Nell’ambito dell’attuazione della Strategia integrata delle Nazioni Unite per il Sahel (UNISS), l’ONU contribuisce al consolidamento della pace, agli aiuti umanitari e allo sviluppo attraverso il lavoro di agenzie, fondi e programmi dedicati delle Nazioni Unite, che sono quotidianamente al servizio della popolazione del Sahel per dare forma a un futuro migliore.

Sotto la guida di Mar Dieye, l’Ufficio del Coordinatore per lo Sviluppo del Sahel (OCDS) è attivamente impegnato nella mobilitazione di partner regionali e internazionali per accelerare l’attuazione di programmi e progetti di sviluppo nell’ambito dell’UNISS.

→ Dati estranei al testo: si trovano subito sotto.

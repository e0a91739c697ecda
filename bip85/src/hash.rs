//! Hash functions shared by the entropy function and the base58check encoders.

use hmac::{Hmac, Mac};
use sha2::{Digest, Sha256, Sha512};

type HmacSha512 = Hmac<Sha512>;

/// Compute SHA-256 hash
#[inline]
pub fn sha256(data: &[u8]) -> [u8; 32] {
    let mut hasher = Sha256::new();
    hasher.update(data);
    hasher.finalize().into()
}

/// Compute double SHA-256 hash (used in Bitcoin)
#[inline]
pub fn double_sha256(data: &[u8]) -> [u8; 32] {
    sha256(&sha256(data))
}

/// Four-byte base58check checksum: `SHA256(SHA256(payload))[..4]`.
#[inline]
pub fn checksum(payload: &[u8]) -> [u8; 4] {
    let hash = double_sha256(payload);
    [hash[0], hash[1], hash[2], hash[3]]
}

/// Compute HMAC-SHA512 of `data` under `key`.
pub fn hmac_sha512(key: &[u8], data: &[u8]) -> [u8; 64] {
    // HMAC pads or hashes the key to the block size, so every length is accepted.
    let mut mac = <HmacSha512 as Mac>::new_from_slice(key)
        .unwrap_or_else(|_| unreachable!("HMAC accepts keys of any length"));
    mac.update(data);

    let mut out = [0u8; 64];
    out.copy_from_slice(&mac.finalize().into_bytes());
    out
}

#[cfg(test)]
mod tests {
    use super::*;

    #[test]
    fn test_sha256_empty() {
        assert_eq!(
            hex::encode(sha256(b"")),
            "e3b0c44298fc1c149afbf4c8996fb92427ae41e4649b934ca495991b7852b855"
        );
    }

    #[test]
    fn test_double_sha256_empty() {
        assert_eq!(
            hex::encode(double_sha256(b"")),
            "5df6e0e2761359d30a8275058e299fcc0381534545f55cf43e41983f5d4c9456"
        );
    }

    #[test]
    fn test_checksum_is_double_sha256_prefix() {
        assert_eq!(checksum(b""), hex_literal::hex!("5df6e0e2"));
        assert_eq!(checksum(b"hello")[..], double_sha256(b"hello")[..4]);
    }

    #[test]
    fn test_hmac_sha512_rfc4231_case2() {
        let mac = hmac_sha512(b"Jefe", b"what do ya want for nothing?");
        assert_eq!(
            hex::encode(mac),
            "164b7a7bfcf819e2e395fbe73b56e0a387bd64222e831fd610270cd7ea250554\
             9758bf75c05a994a6d034f65f8f0e6fdcaeab1a34d4a6b4b636e070a38bce737"
        );
    }
}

I governi dei Paesi del Sahel stanno facendo il possibile e noi dovremmo continuare a sostenerli. I loro sforzi sono necessari ma non sufficienti per porre fine alle varie sfide. Data l’evoluzione della situazione globale causata dalla crisi ucraina, invito la comunità internazionale a non trascurare la regione del Sahel e a mantenere il suo sostegno finanziario e il suo impegno politico nella regione. Dobbiamo rimanere tutti mobilitati in questo momento critico che i Paesi del Sahel stanno vivendo.